GCN Circular 6966
Subject
GRB 071021, Swift-BAT refined analysis
Date
2007-10-21T19:33:04Z (17 years ago)
From
Scott Barthelmy at NASA/GSFC <scott@lheamail.gsfc.nasa.gov>
L. Barbier (GSFC), S. D. Barthelmy (GSFC), J. Cummings (GSFC/UMBC),
E. Fenimore (LANL), N. Gehrels (GSFC), H. Krimm (GSFC/USRA),
C. Markwardt (GSFC/UMD), D. Palmer (LANL), A. Parsons (GSFC),
T. Sakamoto (GSFC/UMBC), G. Sato (GSFC/ISAS), M. Stamatikos (GSFC/ORAU),
J. Tueller (GSFC), T. Ukwatta (GWU)
(i.e. the Swift-BAT team):
Using the data set from T-239 to T+472 sec from recent telemetry downlinks,
we report further analysis of BAT GRB 071021 (trigger #294974)
(Sakamoto, et al., GCN Circ. 6958). The BAT ground-calculated position is
RA, Dec = 340.573, 23.764 deg, which is
RA(J2000) = 22h 42m 17.6s
Dec(J2000) = 23d 45' 49"
with an uncertainty of 3.4 arcmin, (radius, sys+stat, 90% containment).
The partial coding was 78%.
The mask-weighted light curve shows a slow rise starting at ~T-30 sec and
peaking around T+85 sec. The remaining portion of the lightcurve is
consistant with either a low-level constant emission out to ~T+225 sec or
with a decline to background around T+150 sec and then another weak peak
from ~T+180 to ~T+220 sec. This latter interpretation is consistant with a
small flare in the XRT afterglow lightcurve around T+220 sec.
T90 (15-350 keV) is 225 +- 10 sec (estimated error including systematics).
The time-averaged spectrum from T-31.4 to T+252.2 sec is best fit by a simple
power-law model. The power law index of the time-averaged spectrum is
1.70 +- 0.21. The fluence in the 15-150 keV band is 1.3 +- 0.2 x 10^-6 erg/cm2.

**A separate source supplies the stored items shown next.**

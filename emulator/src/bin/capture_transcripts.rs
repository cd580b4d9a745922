use std::io;

#[allow(dead_code)]
#[path = "../session.rs"]
mod session;

use session::{LinkProfile, Session, SessionConfig};

fn main() -> io::Result<()> {
    for profile in LinkProfile::ALL {
        record_profile(profile)?;
    }
    Ok(())
}

fn record_profile(profile: LinkProfile) -> io::Result<()> {
    let mut session = Session::new(SessionConfig {
        profile: Some(profile),
        transcript: Some(profile.log_path()),
        ..SessionConfig::default()
    })?;
    match profile {
        LinkProfile::Legacy => record_legacy(&mut session),
        LinkProfile::Ht => record_ht(&mut session),
        LinkProfile::Vht => record_vht(&mut session),
    }
}

fn record_legacy(session: &mut Session) -> io::Result<()> {
    let _ = session.handle_command("help")?;
    let _ = session.handle_command("run 10")?;
    let _ = session.handle_command("stats sta0")?;
    let _ = session.handle_command("loss sta0 60")?;
    let _ = session.handle_command("run 20")?;
    let _ = session.handle_command("stats sta0")?;
    Ok(())
}

fn record_ht(session: &mut Session) -> io::Result<()> {
    let _ = session.handle_command("assoc legacy")?;
    let _ = session.handle_command("run 10")?;
    let _ = session.handle_command("fixed sta0 ht mcs=3 bw=20")?;
    let _ = session.handle_command("run 5")?;
    let _ = session.handle_command("stats sta0")?;
    let _ = session.handle_command("auto sta0")?;
    let _ = session.handle_command("drop sta1")?;
    let _ = session.handle_command("run 5")?;
    let _ = session.handle_command("show")?;
    Ok(())
}

fn record_vht(session: &mut Session) -> io::Result<()> {
    let _ = session.handle_command("run 10")?;
    let _ = session.handle_command("fixed sta0 vht mcs=9 nss=1 bw=20")?;
    let _ = session.handle_command("fixed sta0 vht mcs=9 nss=1 bw=80 sgi=1")?;
    let _ = session.handle_command("loss sta0 100")?;
    let _ = session.handle_command("run 3")?;
    let _ = session.handle_command("auto sta0")?;
    let _ = session.handle_command("loss sta0 0")?;
    let _ = session.handle_command("run 10")?;
    let _ = session.handle_command("stats sta0")?;
    Ok(())
}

The 1-sec peak photon flux measured from T+87.32 sec in the 15-150 keV band
is 0.7 +- 0.1 ph/cm2/sec. All the quoted errors are at the 90% confidence
level.
This burst has several characteristics which are typical of high
redshift bursts. Its duration is long (T90 = 225 sec) with relatively
few (two) significant peaks. The 1-s peak flux is < 1.0 ph/cm2/s
and the power-law photon index (1.70) is < 2.